Por lo anterior es pertinente preguntarse: ¿Es éste un tribunal constitucional? Sus obligaciones son tutelar el voto y garantizar la vigencia de los preceptos constitucionales. Esto quiere decir que las elecciones no son litigios entre privados; son temas de interés público y como tales tienen que ser resueltos. Pero en vez de ello, el Tribunal se dedicó a desechar una por una las denuncias del Movimiento Progresista. La negligencia estriba en que no evaluaron el impacto que todas las irregularidades en su conjunto ejercieron durante el proceso electoral. El dictamen se elaboró a partir de la focalización del análisis, entendido como la resolución caso por caso y el aislamiento sistemático de las irregularidades. En ningún momento los magistrados tuvieron la iniciativa de ver una evidente concatenación entre los distintos elementos que calificaron.
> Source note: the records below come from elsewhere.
/// Billing: plan catalog and the three-layer entitlement evaluator
///
/// Access to an action is the conjunction of three independent facts:
///
/// ```text
/// allowed = hasPermission(role, action)   -- RBAC table
///       AND hasFeature(plan, action)      -- plan feature list ("*" = all)
///       AND withinQuota(usage, limit)     -- -1 = unlimited
/// ```
///
/// - `plans`: static plan catalog (features and limits per plan)
/// - `entitlement`: the evaluator combining RBAC, features, and quotas

pub mod entitlement;
pub mod plans;

pub use entitlement::{EntitlementError, Entitlements, QuotaStatus, TeamUsage};
pub use plans::{feature_for_action, limit_for, min_role_for, plan_features, Resource};
/// Billing endpoints (team-scoped)
///
/// # Endpoints
///
/// - `GET /api/v1/billing/subscription` - Current subscription (synthesized
///   free-plan view when no row exists)
/// - `PUT /api/v1/billing/plan` - Change plan (owner-only)
/// - `GET /api/v1/billing/usage` - Per-resource usage vs. plan limits
///
/// Plan changes check ownership before anything else so non-owner admins
/// receive `OWNER_ONLY` rather than a generic permission failure.

use crate::{
    app::AppState,
    error::{ApiError, ApiResult},
    middleware::team_context::TeamContext,
    response::ApiResponse,
};
use axum::{extract::State, Extension, Json};
use nextspark_shared::{
    auth::authorization::require_owner,
    billing::entitlement::{Entitlements, TeamUsage},
    billing::plans::plan_features,
    models::subscription::{Plan, Subscription},
};
use serde::{Deserialize, Serialize};

/// Subscription view
///
/// Present even when the team has no subscription row (implicit free plan).
#[derive(Debug, Serialize)]
pub struct SubscriptionView {
    /// Effective plan
    pub plan: Plan,

    /// Lifecycle status ("active" for the implicit free plan)
    pub status: String,

    /// Features the plan includes (`["*"]` = all)
    pub features: Vec<String>,

    /// Stored subscription row, when one exists
    #[serde(skip_serializing_if = "Option::is_none")]
    pub subscription: Option<Subscription>,
}

/// Change plan request
#[derive(Debug, Deserialize)]
pub struct ChangePlanRequest {
    /// Target plan ("free", "starter", "pro", "enterprise")
    pub plan: String,
}

/// Current subscription state for the team
pub async fn get_subscription(
    State(state): State<AppState>,
    Extension(team): Extension<TeamContext>,
) -> ApiResult<Json<ApiResponse<SubscriptionView>>> {
    let subscription = Subscription::find_by_team(&state.db, team.team_id).await?;
    let plan = Subscription::plan_for_team(&state.db, team.team_id).await?;

    let status = subscription
        .as_ref()
        .map(|s| s.status.clone())
        .unwrap_or_else(|| "active".to_string());

    Ok(Json(ApiResponse::new(SubscriptionView {
        plan,
        status,
        features: plan_features(plan).iter().map(|f| f.to_string()).collect(),
        subscription,
    })))
}

/// Change the team's plan (owner-only)
pub async fn change_plan(
    State(state): State<AppState>,
    Extension(team): Extension<TeamContext>,
    Json(request): Json<ChangePlanRequest>,
) -> ApiResult<Json<ApiResponse<Subscription>>> {
    // Ownership first: API keys (no user) can never manage billing
    let user_id = team.user_id.ok_or(ApiError::OwnerOnly)?;
    require_owner(&state.db, team.team_id, user_id).await?;

    let plan = Plan::parse(&request.plan)
        .ok_or_else(|| ApiError::BadRequest(format!("Unknown plan: {}", request.plan)))?;

    let subscription = Subscription::set_plan(&state.db, team.team_id, plan).await?;

    tracing::info!(team_id = %team.team_id, plan = plan.as_str(), "Plan changed");

    Ok(Json(ApiResponse::new(subscription)))
}

/// Per-resource usage against the plan's limits
pub async fn get_usage(
    State(state): State<AppState>,
    Extension(team): Extension<TeamContext>,
) -> ApiResult<Json<ApiResponse<TeamUsage>>> {
    let usage = Entitlements::new(state.db.clone())
        .usage(team.team_id)
        .await?;

    Ok(Json(ApiResponse::new(usage)))
}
Deliberadamente desconocieron estos ilícitos como componentes de una totalidad coherente y coordinada.

El TEPJF se dedicó a regañar a AMLO y a sus abogados, incluso llegó a mofarse de las pruebas que presentaron. Incurrieron en una omisión grave: si el recurso que se presentó como denuncia no presentó elementos de prueba para acreditar la acusación, el TEPJF puede actuar de oficio. Tal carencia no es causal para desechar la irregularidad.

Más allá del regaño y las mofas al Movimiento Progresista, eludieron responder a los mexicanos una pregunta elemental e indispensable. Desecharon una por una las impugnaciones, pero nunca dijeron si hubo elecciones libres, auténticas, tal como su responsabilidad de Tribunal Constitucional les emplazaba. El fallo optó por eludir la máxima certidumbre y transparencia. En vez de criterios garantistas, eligió una estrategia letrista para convalidar los resultados electorales.


Y la democracia es perfecta. Y aquí nada pasó.